* Work required:
Find the word "PathBuf" below. Copy each line that has it.

########################################

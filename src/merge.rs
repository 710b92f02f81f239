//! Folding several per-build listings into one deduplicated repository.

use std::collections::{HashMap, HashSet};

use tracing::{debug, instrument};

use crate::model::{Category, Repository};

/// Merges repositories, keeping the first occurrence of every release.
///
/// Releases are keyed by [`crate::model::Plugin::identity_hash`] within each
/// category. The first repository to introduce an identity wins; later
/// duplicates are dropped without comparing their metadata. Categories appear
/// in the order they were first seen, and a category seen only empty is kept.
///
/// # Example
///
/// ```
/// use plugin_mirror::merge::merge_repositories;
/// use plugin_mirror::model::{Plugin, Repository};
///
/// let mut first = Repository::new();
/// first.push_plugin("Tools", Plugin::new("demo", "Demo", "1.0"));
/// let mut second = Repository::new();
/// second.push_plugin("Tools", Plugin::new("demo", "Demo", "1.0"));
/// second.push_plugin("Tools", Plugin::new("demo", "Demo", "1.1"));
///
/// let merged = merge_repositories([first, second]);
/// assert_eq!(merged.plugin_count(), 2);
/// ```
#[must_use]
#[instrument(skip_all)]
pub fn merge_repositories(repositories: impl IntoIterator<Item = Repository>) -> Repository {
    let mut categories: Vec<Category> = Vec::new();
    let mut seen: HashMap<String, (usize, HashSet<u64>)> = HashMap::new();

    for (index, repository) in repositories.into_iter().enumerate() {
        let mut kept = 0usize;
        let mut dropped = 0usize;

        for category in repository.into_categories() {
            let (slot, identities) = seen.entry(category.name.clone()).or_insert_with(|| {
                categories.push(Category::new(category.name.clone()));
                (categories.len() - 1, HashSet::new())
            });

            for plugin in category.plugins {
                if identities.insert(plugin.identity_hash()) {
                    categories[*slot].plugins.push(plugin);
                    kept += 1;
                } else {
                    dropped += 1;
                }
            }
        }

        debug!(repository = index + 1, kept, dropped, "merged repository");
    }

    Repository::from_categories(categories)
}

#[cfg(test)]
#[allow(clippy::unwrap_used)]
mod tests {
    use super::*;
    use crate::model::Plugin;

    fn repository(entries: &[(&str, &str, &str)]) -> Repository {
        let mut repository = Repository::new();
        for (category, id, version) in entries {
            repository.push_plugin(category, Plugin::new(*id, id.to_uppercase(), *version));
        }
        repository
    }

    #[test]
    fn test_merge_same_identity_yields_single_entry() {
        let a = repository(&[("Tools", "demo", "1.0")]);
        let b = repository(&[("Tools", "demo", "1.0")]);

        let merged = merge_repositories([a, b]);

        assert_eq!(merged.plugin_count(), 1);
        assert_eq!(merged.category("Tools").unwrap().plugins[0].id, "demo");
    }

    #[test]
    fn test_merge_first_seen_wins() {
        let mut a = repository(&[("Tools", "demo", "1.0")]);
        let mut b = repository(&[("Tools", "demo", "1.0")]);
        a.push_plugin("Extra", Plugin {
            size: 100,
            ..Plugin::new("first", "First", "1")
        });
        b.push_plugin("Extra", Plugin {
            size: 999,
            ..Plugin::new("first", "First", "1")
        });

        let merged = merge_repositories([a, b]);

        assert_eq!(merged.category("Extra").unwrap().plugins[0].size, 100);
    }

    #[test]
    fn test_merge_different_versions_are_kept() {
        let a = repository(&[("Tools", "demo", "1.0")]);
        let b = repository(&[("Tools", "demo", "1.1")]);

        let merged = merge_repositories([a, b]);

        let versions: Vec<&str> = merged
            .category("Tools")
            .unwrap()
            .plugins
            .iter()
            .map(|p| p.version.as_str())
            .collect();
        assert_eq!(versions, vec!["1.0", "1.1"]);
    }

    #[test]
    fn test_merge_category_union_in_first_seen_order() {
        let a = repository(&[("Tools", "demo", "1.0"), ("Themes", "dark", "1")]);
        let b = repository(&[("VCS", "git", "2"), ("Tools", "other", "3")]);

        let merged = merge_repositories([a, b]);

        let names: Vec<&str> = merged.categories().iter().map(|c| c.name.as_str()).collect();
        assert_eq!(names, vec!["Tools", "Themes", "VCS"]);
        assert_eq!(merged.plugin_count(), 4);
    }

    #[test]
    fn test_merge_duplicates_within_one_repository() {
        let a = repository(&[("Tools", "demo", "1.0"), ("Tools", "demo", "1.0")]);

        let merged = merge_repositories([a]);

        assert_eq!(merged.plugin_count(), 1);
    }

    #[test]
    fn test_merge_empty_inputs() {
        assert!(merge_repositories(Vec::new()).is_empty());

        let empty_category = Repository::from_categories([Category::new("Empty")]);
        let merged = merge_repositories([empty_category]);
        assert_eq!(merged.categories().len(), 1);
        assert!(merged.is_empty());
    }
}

########################################

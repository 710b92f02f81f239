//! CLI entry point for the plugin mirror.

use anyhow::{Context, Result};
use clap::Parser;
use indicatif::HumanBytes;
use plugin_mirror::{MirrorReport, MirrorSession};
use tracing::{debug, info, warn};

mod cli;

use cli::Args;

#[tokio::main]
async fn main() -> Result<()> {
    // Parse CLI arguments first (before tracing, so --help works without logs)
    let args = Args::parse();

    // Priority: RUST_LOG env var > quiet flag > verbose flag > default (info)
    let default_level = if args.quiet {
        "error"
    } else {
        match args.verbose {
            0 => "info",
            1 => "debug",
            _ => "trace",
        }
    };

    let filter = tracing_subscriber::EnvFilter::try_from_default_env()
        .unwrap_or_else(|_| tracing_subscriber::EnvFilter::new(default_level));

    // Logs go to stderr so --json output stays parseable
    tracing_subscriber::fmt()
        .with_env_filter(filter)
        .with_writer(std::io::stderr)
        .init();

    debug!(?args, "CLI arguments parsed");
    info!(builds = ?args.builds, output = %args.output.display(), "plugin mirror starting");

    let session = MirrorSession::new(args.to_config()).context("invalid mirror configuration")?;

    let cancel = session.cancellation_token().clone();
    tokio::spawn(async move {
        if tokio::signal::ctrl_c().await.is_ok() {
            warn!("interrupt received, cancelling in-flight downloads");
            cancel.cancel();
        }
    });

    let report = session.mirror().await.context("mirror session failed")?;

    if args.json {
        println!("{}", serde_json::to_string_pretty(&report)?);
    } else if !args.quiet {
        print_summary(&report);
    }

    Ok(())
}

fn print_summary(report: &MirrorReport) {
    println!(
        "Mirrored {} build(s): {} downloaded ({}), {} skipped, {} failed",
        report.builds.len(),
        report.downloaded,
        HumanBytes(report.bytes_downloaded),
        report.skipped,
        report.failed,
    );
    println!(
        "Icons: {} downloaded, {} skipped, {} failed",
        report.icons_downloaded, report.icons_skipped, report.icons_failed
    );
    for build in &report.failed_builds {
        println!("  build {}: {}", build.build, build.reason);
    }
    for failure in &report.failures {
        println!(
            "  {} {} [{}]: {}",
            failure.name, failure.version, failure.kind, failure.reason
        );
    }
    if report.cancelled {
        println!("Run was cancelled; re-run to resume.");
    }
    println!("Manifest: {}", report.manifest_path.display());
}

########################################

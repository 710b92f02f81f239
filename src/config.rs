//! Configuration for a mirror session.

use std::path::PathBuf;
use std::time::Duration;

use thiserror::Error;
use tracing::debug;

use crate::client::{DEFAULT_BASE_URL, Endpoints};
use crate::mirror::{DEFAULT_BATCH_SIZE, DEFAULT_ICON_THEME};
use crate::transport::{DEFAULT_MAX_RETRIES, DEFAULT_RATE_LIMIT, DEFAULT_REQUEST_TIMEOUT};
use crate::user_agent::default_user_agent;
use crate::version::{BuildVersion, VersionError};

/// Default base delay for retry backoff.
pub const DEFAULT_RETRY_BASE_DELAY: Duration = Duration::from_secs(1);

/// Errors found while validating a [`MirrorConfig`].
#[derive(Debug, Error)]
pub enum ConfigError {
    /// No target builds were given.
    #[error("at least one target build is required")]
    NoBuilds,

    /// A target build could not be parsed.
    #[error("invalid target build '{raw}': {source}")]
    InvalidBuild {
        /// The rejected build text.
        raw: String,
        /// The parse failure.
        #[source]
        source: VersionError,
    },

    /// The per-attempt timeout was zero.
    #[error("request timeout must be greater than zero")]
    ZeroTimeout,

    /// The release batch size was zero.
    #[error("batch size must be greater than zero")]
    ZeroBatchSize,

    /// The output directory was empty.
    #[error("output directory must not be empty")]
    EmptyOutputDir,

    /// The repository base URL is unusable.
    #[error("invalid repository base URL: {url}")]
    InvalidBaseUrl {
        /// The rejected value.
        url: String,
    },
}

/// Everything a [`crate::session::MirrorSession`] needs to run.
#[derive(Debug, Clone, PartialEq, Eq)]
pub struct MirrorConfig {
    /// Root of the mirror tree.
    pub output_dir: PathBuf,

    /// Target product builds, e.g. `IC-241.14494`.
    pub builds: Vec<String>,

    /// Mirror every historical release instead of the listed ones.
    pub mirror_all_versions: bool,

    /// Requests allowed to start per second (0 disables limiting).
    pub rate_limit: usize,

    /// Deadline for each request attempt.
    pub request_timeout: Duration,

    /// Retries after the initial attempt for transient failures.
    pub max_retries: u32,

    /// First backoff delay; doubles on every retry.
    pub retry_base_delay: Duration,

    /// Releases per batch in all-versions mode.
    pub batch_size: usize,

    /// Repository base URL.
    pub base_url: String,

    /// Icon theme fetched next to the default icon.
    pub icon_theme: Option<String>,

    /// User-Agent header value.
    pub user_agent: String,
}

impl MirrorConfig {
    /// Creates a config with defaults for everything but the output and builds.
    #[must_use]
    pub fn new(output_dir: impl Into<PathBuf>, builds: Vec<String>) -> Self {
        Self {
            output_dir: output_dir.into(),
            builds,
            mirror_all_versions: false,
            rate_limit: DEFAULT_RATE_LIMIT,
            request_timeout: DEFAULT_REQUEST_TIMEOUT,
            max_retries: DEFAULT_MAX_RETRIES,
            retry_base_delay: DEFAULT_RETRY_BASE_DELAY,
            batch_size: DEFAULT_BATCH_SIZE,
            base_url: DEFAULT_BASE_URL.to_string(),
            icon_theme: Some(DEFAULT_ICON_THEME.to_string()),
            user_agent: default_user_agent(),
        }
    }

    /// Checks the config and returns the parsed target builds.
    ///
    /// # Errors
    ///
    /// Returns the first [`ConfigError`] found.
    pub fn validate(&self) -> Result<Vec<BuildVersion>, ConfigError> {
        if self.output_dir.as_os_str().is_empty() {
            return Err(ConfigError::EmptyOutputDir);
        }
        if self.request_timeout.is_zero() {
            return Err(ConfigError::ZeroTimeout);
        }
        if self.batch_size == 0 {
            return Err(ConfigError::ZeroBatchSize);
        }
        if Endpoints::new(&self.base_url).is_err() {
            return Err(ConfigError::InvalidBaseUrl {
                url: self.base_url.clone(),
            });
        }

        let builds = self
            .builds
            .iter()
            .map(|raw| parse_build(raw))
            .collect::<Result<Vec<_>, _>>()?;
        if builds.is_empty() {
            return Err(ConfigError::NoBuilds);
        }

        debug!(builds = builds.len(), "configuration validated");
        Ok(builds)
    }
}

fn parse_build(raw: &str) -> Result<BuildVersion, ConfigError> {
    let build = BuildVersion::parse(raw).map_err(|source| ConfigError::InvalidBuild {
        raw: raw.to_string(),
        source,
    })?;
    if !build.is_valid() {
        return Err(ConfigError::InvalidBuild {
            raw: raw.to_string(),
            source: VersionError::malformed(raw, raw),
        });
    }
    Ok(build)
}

########################################

* The answer:
use std::path::PathBuf;
    pub output_dir: PathBuf,
    pub fn new(output_dir: impl Into<PathBuf>, builds: Vec<String>) -> Self {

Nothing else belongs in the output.